You don’t have to be calm all the time. But these micro-regulation tools help you recover more quickly, which matters just as much.

3. Create Mini Retreats (You Don’t Have to Go Far)

We tend to think self-care has to be big spa days, weekends away, and perfect morning routines. But in real life, with kids and laundry and shifting hormones, the magic often happens in the margins.

  • Ten minutes in the car after drop-off, listening to music that makes you feel like you


  • A locked bathroom door and a podcast while folding towels

  • A walk around the block with your phone on Do Not Disturb

The goal is to create small “off-duty” moments that remind your nervous system: You’re allowed to rest. You don’t have to be on all the time.

4. Support Your Body Like It’s on Your Team

You don’t need to overhaul your life, but supporting your body can make a big difference in how you feel emotionally.
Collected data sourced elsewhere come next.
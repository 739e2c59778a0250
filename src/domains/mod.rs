//! # Domain Resolution
//!
//! Classifies inbound `Host` values into the primary app domain, a reserved
//! operational subdomain, a tenant subdomain, or a candidate custom domain.
//!
//! Resolution is ordered and first match wins:
//!
//! 1. normalize (lowercase, strip port and trailing dot); malformed → `NoMatch`
//! 2. `<label>.localhost` with a non-reserved label → `Subdomain`
//! 3. exact primary hosts (`localhost`, `127.0.0.1`, base, `www.`/`app.` base) → `Primary`
//! 4. `<label>.<base>` with a non-reserved label → `Subdomain`
//! 5. reserved label on either pattern → `Reserved`
//! 6. anything else that is a valid hostname → `CustomDomain`

use regex::Regex;
use serde::Serialize;
use thiserror::Error;

pub mod cached;
pub mod lookup;
pub mod status;

pub use cached::CachedTenantLookup;
pub use lookup::{HostResolution, TenantLookup, TenantResolver};
pub use status::DomainStatus;

/// Labels tenants may never claim as a subdomain.
pub const RESERVED_SUBDOMAINS: [&str; 5] = ["www", "app", "api", "admin", "mail"];

const MAX_LABEL_LEN: usize = 63;
const MAX_HOSTNAME_LEN: usize = 253;

/// Returns true when `label` is one of [`RESERVED_SUBDOMAINS`].
pub fn is_reserved(label: &str) -> bool {
    RESERVED_SUBDOMAINS.contains(&label)
}

/// Classification of an inbound hostname.
#[derive(Debug, Clone, PartialEq, Eq, Hash, Serialize)]
#[serde(tag = "kind", content = "value", rename_all = "snake_case")]
pub enum DomainMatch {
    Primary,
    Reserved,
    Subdomain(String),
    CustomDomain(String),
    NoMatch,
}

impl DomainMatch {
    /// Short label for logs and metrics.
    pub fn kind(&self) -> &'static str {
        match self {
            DomainMatch::Primary => "primary",
            DomainMatch::Reserved => "reserved",
            DomainMatch::Subdomain(_) => "subdomain",
            DomainMatch::CustomDomain(_) => "custom_domain",
            DomainMatch::NoMatch => "no_match",
        }
    }
}

/// Errors raised when validating hosting identities.
#[derive(Debug, Clone, PartialEq, Eq, Error)]
pub enum DomainError {
    #[error("invalid base domain '{0}'")]
    InvalidBaseDomain(String),
    #[error("invalid subdomain '{value}': {reason}")]
    InvalidSubdomain { value: String, reason: &'static str },
    #[error("subdomain '{0}' is reserved")]
    ReservedSubdomain(String),
    #[error("invalid custom domain '{value}': {reason}")]
    InvalidCustomDomain { value: String, reason: &'static str },
    #[error("domain status cannot move from {from} to {to}")]
    InvalidTransition {
        from: DomainStatus,
        to: DomainStatus,
    },
}

/// Stateless hostname classifier for one platform base domain.
#[derive(Debug, Clone)]
pub struct DomainResolver {
    base_domain: String,
    primary_hosts: [String; 5],
    localhost_pattern: Regex,
    base_pattern: Regex,
}

impl DomainResolver {
    /// Builds a resolver for `base_domain` (e.g. `example.com`).
    pub fn new(base_domain: &str) -> Result<Self, DomainError> {
        let base_domain = normalize_host(base_domain)
            .filter(|host| host.len() <= MAX_HOSTNAME_LEN && has_valid_labels(host))
            .ok_or_else(|| DomainError::InvalidBaseDomain(base_domain.to_string()))?;

        let base_pattern = Regex::new(&format!(
            r"^([a-z0-9-]+)\.{}$",
            regex::escape(&base_domain)
        ))
        .map_err(|_| DomainError::InvalidBaseDomain(base_domain.clone()))?;
        let localhost_pattern = Regex::new(r"^([a-z0-9-]+)\.localhost$")
            .map_err(|_| DomainError::InvalidBaseDomain(base_domain.clone()))?;

        Ok(Self {
            primary_hosts: [
                "localhost".to_string(),
                "127.0.0.1".to_string(),
                base_domain.clone(),
                format!("www.{base_domain}"),
                format!("app.{base_domain}"),
            ],
            base_domain,
            localhost_pattern,
            base_pattern,
        })
    }

    pub fn base_domain(&self) -> &str {
        &self.base_domain
    }

    /// Classifies `hostname`. Never fails; malformed input yields `NoMatch`.
    pub fn resolve(&self, hostname: &str) -> DomainMatch {
        let Some(host) = normalize_host(hostname) else {
            return DomainMatch::NoMatch;
        };

        let mut reserved_hit = false;

        if let Some(label) = capture_label(&self.localhost_pattern, &host) {
            if !is_reserved(label) {
                return DomainMatch::Subdomain(label.to_string());
            }
            reserved_hit = true;
        }

        if self.primary_hosts.iter().any(|primary| *primary == host) {
            return DomainMatch::Primary;
        }

        if let Some(label) = capture_label(&self.base_pattern, &host) {
            if !is_reserved(label) {
                return DomainMatch::Subdomain(label.to_string());
            }
            reserved_hit = true;
        }

        if reserved_hit {
            return DomainMatch::Reserved;
        }

        if is_valid_hostname(&host) {
            DomainMatch::CustomDomain(host)
        } else {
            DomainMatch::NoMatch
        }
    }

    /// Validates a custom domain a tenant wants to bind, returning it normalized.
    pub fn validate_custom_domain(&self, hostname: &str) -> Result<String, DomainError> {
        let invalid = |reason| DomainError::InvalidCustomDomain {
            value: hostname.to_string(),
            reason,
        };

        let host = normalize_host(hostname).ok_or_else(|| invalid("contains invalid characters"))?;
        if hostname.contains(':') {
            return Err(invalid("must not include a port"));
        }
        if !is_valid_hostname(&host) {
            return Err(invalid("is not a valid hostname"));
        }
        if host == "localhost" || host.ends_with(".localhost") {
            return Err(invalid("cannot be a localhost name"));
        }
        if host == self.base_domain || host.ends_with(&format!(".{}", self.base_domain)) {
            return Err(invalid("cannot be the platform domain or one of its subdomains"));
        }
        if host
            .rsplit('.')
            .next()
            .is_some_and(|tld| tld.chars().all(|c| c.is_ascii_digit()))
        {
            return Err(invalid("cannot be an IP address"));
        }
        if !matches!(self.resolve(&host), DomainMatch::CustomDomain(_)) {
            return Err(invalid("is served by the platform"));
        }

        Ok(host)
    }
}

/// Validates a subdomain a tenant wants to claim, returning it normalized.
pub fn validate_subdomain(name: &str) -> Result<String, DomainError> {
    let invalid = |reason| DomainError::InvalidSubdomain {
        value: name.to_string(),
        reason,
    };

    let label = name.trim().to_ascii_lowercase();
    if label.is_empty() || label.len() > MAX_LABEL_LEN {
        return Err(invalid("must be between 1 and 63 characters"));
    }
    if !label
        .chars()
        .all(|c| c.is_ascii_lowercase() || c.is_ascii_digit() || c == '-')
    {
        return Err(invalid("may only contain letters, digits, and hyphens"));
    }
    if label.starts_with('-') || label.ends_with('-') {
        return Err(invalid("cannot start or end with a hyphen"));
    }
    if is_reserved(&label) {
        return Err(DomainError::ReservedSubdomain(label));
    }

    Ok(label)
}

/// Lowercases, strips any `:port` suffix and one trailing dot. Returns `None`
/// for empty input or characters outside `[a-z0-9.-]`.
fn normalize_host(raw: &str) -> Option<String> {
    let host = raw.split(':').next().unwrap_or_default().trim();
    let host = host.strip_suffix('.').unwrap_or(host).to_ascii_lowercase();

    if host.is_empty()
        || !host
            .chars()
            .all(|c| c.is_ascii_lowercase() || c.is_ascii_digit() || c == '.' || c == '-')
    {
        return None;
    }

    Some(host)
}

fn capture_label<'h>(pattern: &Regex, host: &'h str) -> Option<&'h str> {
    pattern
        .captures(host)
        .and_then(|caps| caps.get(1))
        .map(|m| m.as_str())
}

/// At least two labels, at most 253 characters overall.
fn is_valid_hostname(host: &str) -> bool {
    host.len() <= MAX_HOSTNAME_LEN && host.contains('.') && has_valid_labels(host)
}

/// Every dot-separated label is 1..=63 characters and does not start or end
/// with a hyphen.
fn has_valid_labels(host: &str) -> bool {
    host.split('.').all(|label| {
        !label.is_empty()
            && label.len() <= MAX_LABEL_LEN
            && !label.starts_with('-')
            && !label.ends_with('-')
    })
}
This isn’t about controlling your symptoms—it’s about offering yourself a little more kindness through the basics:

  • Sleep: Aim for consistency more than quantity. Try a wind-down ritual that signals your brain it's time to rest.
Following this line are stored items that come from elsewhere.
//! Limit evaluation against the plan table.
//!
//! Everything here is pure: the evaluator holds only a shared reference to the
//! immutable table and computes results from its inputs.

use std::sync::Arc;

use serde::{Deserialize, Serialize};
use utoipa::ToSchema;

use super::{Feature, Limit, LimitError, PlanLimitsTable, PlanTier, ResourceKind, UNLIMITED};

/// Outcome of checking current usage against a plan limit.
#[derive(Debug, Clone, PartialEq, Eq, Serialize, Deserialize, ToSchema)]
pub struct LimitCheckResult {
    /// Whether one more resource may be created
    pub allowed: bool,
    /// Current usage count
    pub current: u64,
    /// Configured limit (`-1` when unlimited)
    #[schema(example = 25)]
    pub limit: i64,
    /// Resources left before the limit (`-1` when unlimited)
    pub remaining: i64,
    /// User-facing explanation when the check is not allowed
    #[serde(skip_serializing_if = "Option::is_none")]
    pub message: Option<String>,
}

/// Evaluates usage and feature gates for a plan tier.
#[derive(Debug, Clone)]
pub struct LimitEvaluator {
    table: Arc<PlanLimitsTable>,
}

impl LimitEvaluator {
    pub fn new(table: Arc<PlanLimitsTable>) -> Self {
        Self { table }
    }

    pub fn table(&self) -> &PlanLimitsTable {
        &self.table
    }

    /// Checks `current_count` against the tier's limit for `resource`.
    pub fn evaluate(
        &self,
        tier: PlanTier,
        resource: ResourceKind,
        current_count: u64,
    ) -> LimitCheckResult {
        match self.table.get(tier).limit_for(resource) {
            Limit::Unlimited => LimitCheckResult {
                allowed: true,
                current: current_count,
                limit: UNLIMITED,
                remaining: UNLIMITED,
                message: None,
            },
            Limit::Max(max) => {
                let max = u64::from(max);
                let allowed = current_count < max;
                let remaining = max.saturating_sub(current_count);
                let message = (!allowed).then(|| {
                    format!(
                        "You have reached the maximum of {} {} on the {} plan. Upgrade your plan to add more.",
                        max,
                        resource.label(),
                        tier.display_name()
                    )
                });

                LimitCheckResult {
                    allowed,
                    current: current_count,
                    limit: max as i64,
                    remaining: remaining as i64,
                    message,
                }
            }
        }
    }

    /// Like [`evaluate`](Self::evaluate) but takes the resource as a string key.
    pub fn evaluate_key(
        &self,
        tier: PlanTier,
        resource: &str,
        current_count: u64,
    ) -> Result<LimitCheckResult, LimitError> {
        let resource = resource.parse::<ResourceKind>()?;
        Ok(self.evaluate(tier, resource, current_count))
    }

    pub fn has_feature_access(&self, tier: PlanTier, feature: Feature) -> bool {
        self.table.get(tier).has_feature(feature)
    }

    /// Feature lookup by key; numeric limit fields fail with `InvalidFeatureKey`.
    pub fn has_feature_access_key(&self, tier: PlanTier, feature: &str) -> Result<bool, LimitError> {
        let feature = feature.parse::<Feature>()?;
        Ok(self.has_feature_access(tier, feature))
    }
}

impl Default for LimitEvaluator {
    fn default() -> Self {
        Self::new(Arc::new(PlanLimitsTable::standard()))
    }
}

#[cfg(test)]
mod tests {
    use super::*;

    fn evaluator() -> LimitEvaluator {
        LimitEvaluator::default()
    }

    #[test]
    fn boundary_is_exclusive_for_every_finite_limit() {
        let evaluator = evaluator();
        for tier in PlanTier::ALL {
            for resource in ResourceKind::ALL {
                let Limit::Max(max) = evaluator.table().get(tier).limit_for(resource) else {
                    continue;
                };
                let max = u64::from(max);
                if max > 0 {
                    assert!(evaluator.evaluate(tier, resource, max - 1).allowed);
                }
                let at_limit = evaluator.evaluate(tier, resource, max);
                assert!(!at_limit.allowed, "{tier} {resource} at limit");
                assert_eq!(at_limit.remaining, 0);
                assert!(at_limit.message.is_some());
            }
        }
    }

    #[test]
    fn unlimited_always_allows() {
        let evaluator = evaluator();
        for count in [0, 1, 10_000_000, u64::MAX] {
            let result = evaluator.evaluate(PlanTier::Enterprise, ResourceKind::Proposals, count);
            assert!(result.allowed);
            assert_eq!(result.limit, -1);
            assert_eq!(result.remaining, -1);
            assert_eq!(result.message, None);
        }
    }

    #[test]
    fn remaining_never_goes_negative() {
        let result = evaluator().evaluate(PlanTier::Free, ResourceKind::Proposals, 40);
        assert!(!result.allowed);
        assert_eq!(result.current, 40);
        assert_eq!(result.limit, 1);
        assert_eq!(result.remaining, 0);
    }

    #[test]
    fn zero_count_on_zero_limit_is_denied_without_error() {
        let result = evaluator().evaluate(PlanTier::Free, ResourceKind::ApiKeys, 0);
        assert!(!result.allowed);
        assert_eq!(result.limit, 0);
        assert_eq!(result.remaining, 0);
    }

    #[test]
    fn pro_plan_reports_remaining() {
        let result = evaluator().evaluate(PlanTier::Pro, ResourceKind::Proposals, 10);
        assert_eq!(
            result,
            LimitCheckResult {
                allowed: true,
                current: 10,
                limit: 25,
                remaining: 15,
                message: None,
            }
        );
    }

    #[test]
    fn denied_message_names_plan_and_resource() {
        let result = evaluator().evaluate(PlanTier::Pro, ResourceKind::CustomDomains, 1);
        let message = result.message.unwrap();
        assert!(message.contains("custom domains"));
        assert!(message.contains("Pro plan"));
    }

    #[test]
    fn evaluate_key_rejects_unknown_resource() {
        assert_eq!(
            evaluator().evaluate_key(PlanTier::Pro, "webhooks", 0),
            Err(LimitError::UnknownResourceKind("webhooks".to_string()))
        );
        assert!(evaluator().evaluate_key(PlanTier::Pro, "teamMembers", 0).is_ok());
    }

    #[test]
    fn feature_lookup_by_key() {
        let evaluator = evaluator();
        assert_eq!(
            evaluator.has_feature_access_key(PlanTier::Pro, "analytics"),
            Ok(true)
        );
        assert_eq!(
            evaluator.has_feature_access_key(PlanTier::Pro, "prioritySupport"),
            Ok(false)
        );
        assert_eq!(
            evaluator.has_feature_access_key(PlanTier::Pro, "maxProposals"),
            Err(LimitError::InvalidFeatureKey("maxProposals".to_string()))
        );
    }

    #[test]
    fn unlimited_result_serializes_without_message() {
        let result = evaluator().evaluate(PlanTier::Enterprise, ResourceKind::TeamMembers, 3);
        let json = serde_json::to_value(&result).unwrap();
        assert_eq!(json["limit"], -1);
        assert!(json.get("message").is_none());
    }
}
  • Movement: Gentle stretching, a walk, or even dancing in the kitchen can help process stress hormones.

  • Nutrition: Focus on stabilizing your blood sugar—fewer crashes mean fewer mood swings.

  • Hydration: It’s not glamorous, but being even slightly dehydrated can increase irritability and fatigue.
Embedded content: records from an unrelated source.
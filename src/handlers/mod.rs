//! # API Handlers
//!
//! Public site handlers live here; the operator API is split by resource.

use axum::{
    extract::State,
    response::{IntoResponse, Json, Redirect, Response},
};
use serde::{Deserialize, Serialize};
use utoipa::ToSchema;
use uuid::Uuid;

use crate::db;
use crate::domains::HostResolution;
use crate::error::{ApiError, ErrorType};
use crate::hosting::HostContext;
use crate::models::ServiceInfo;
use crate::plans::{Feature, PlanTier};
use crate::repositories::PublicProposal;
use crate::server::AppState;

pub mod domains;
pub mod plans;
pub mod proposals;
pub mod tenants;

/// A tenant's public proposal page
#[derive(Debug, Serialize, ToSchema)]
pub struct PublicPageResponse {
    pub tenant_id: Uuid,
    #[serde(skip_serializing_if = "Option::is_none")]
    pub name: Option<String>,
    pub plan_tier: PlanTier,
    /// How the host matched: `subdomain` or `custom_domain`
    #[schema(example = "subdomain")]
    pub matched_by: String,
    /// False once the plan unlocks `removeBranding`
    pub show_branding: bool,
    pub proposals: Vec<PublicProposal>,
}

#[derive(Debug, Serialize, Deserialize, ToSchema)]
pub struct HealthResponse {
    #[schema(example = "ok")]
    pub status: String,
}

/// Root handler: service info on platform hosts, the tenant's public page on
/// tenant hosts, and a redirect to the platform for anything else.
#[utoipa::path(
    get,
    path = "/",
    responses(
        (status = 200, description = "Service information or a tenant's public page", body = PublicPageResponse),
        (status = 307, description = "Unknown host, redirected to the platform"),
        (status = 503, description = "Database unavailable", body = ApiError)
    ),
    tag = "public"
)]
pub async fn root(
    State(state): State<AppState>,
    HostContext { resolution, .. }: HostContext,
) -> Result<Response, ApiError> {
    match resolution {
        HostResolution::Primary | HostResolution::Reserved => {
            Ok(Json(ServiceInfo::default()).into_response())
        }
        HostResolution::Tenant { tenant, matched } => {
            state.tenants.increment_view_count(tenant.id).await?;
            let proposals = state.proposals.load_public_page(tenant.id).await?;
            let show_branding = !state
                .plan_gate
                .evaluator()
                .has_feature_access(tenant.plan_tier, Feature::RemoveBranding);

            Ok(Json(PublicPageResponse {
                tenant_id: tenant.id,
                name: tenant.name,
                plan_tier: tenant.plan_tier,
                matched_by: matched.kind().to_string(),
                show_branding,
                proposals,
            })
            .into_response())
        }
        HostResolution::NoMatch => {
            let target = format!(
                "https://{}/",
                state.resolver.domain_resolver().base_domain()
            );
            Ok(Redirect::temporary(&target).into_response())
        }
    }
}

/// Liveness plus database reachability
#[utoipa::path(
    get,
    path = "/healthz",
    responses(
        (status = 200, description = "Service is healthy", body = HealthResponse),
        (status = 503, description = "Database unavailable", body = ApiError)
    ),
    tag = "public"
)]
pub async fn healthz(State(state): State<AppState>) -> Result<Json<HealthResponse>, ApiError> {
    db::health_check(&state.db).await.map_err(|err| {
        tracing::warn!(error = %err, "Health check failed");
        ApiError::from(ErrorType::ServiceUnavailable)
    })?;

    Ok(Json(HealthResponse {
        status: "ok".to_string(),
    }))
}

#[cfg(test)]
mod tests;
Think of these not as “shoulds,” but as acts of care. Little signals to your body and brain that say: You matter, too.

Final Thought: You Don’t Have to Earn a Break

You don’t have to earn rest by checking off your entire to-do list. You don’t need to be patient all day to deserve kindness at night. This season asks a lot of you, and it’s okay to ask something in return.

Start small. Be curious. Show yourself even a fraction of the gentleness you offer your kids. That’s what balance looks like here—not perfect, but possible.

When It’s More Than Just Hormones: PMDD, ADHD, Anxiety & the Perimenopause Puzzle

Perimenopause doesn’t happen in a vacuum. If you’ve lived with PMDD (Premenstrual Dysphoric Disorder), ADHD, anxiety, depression, or any other mental health condition, this phase can feel like someone turned up the volume on all of it—without warning and without your consent.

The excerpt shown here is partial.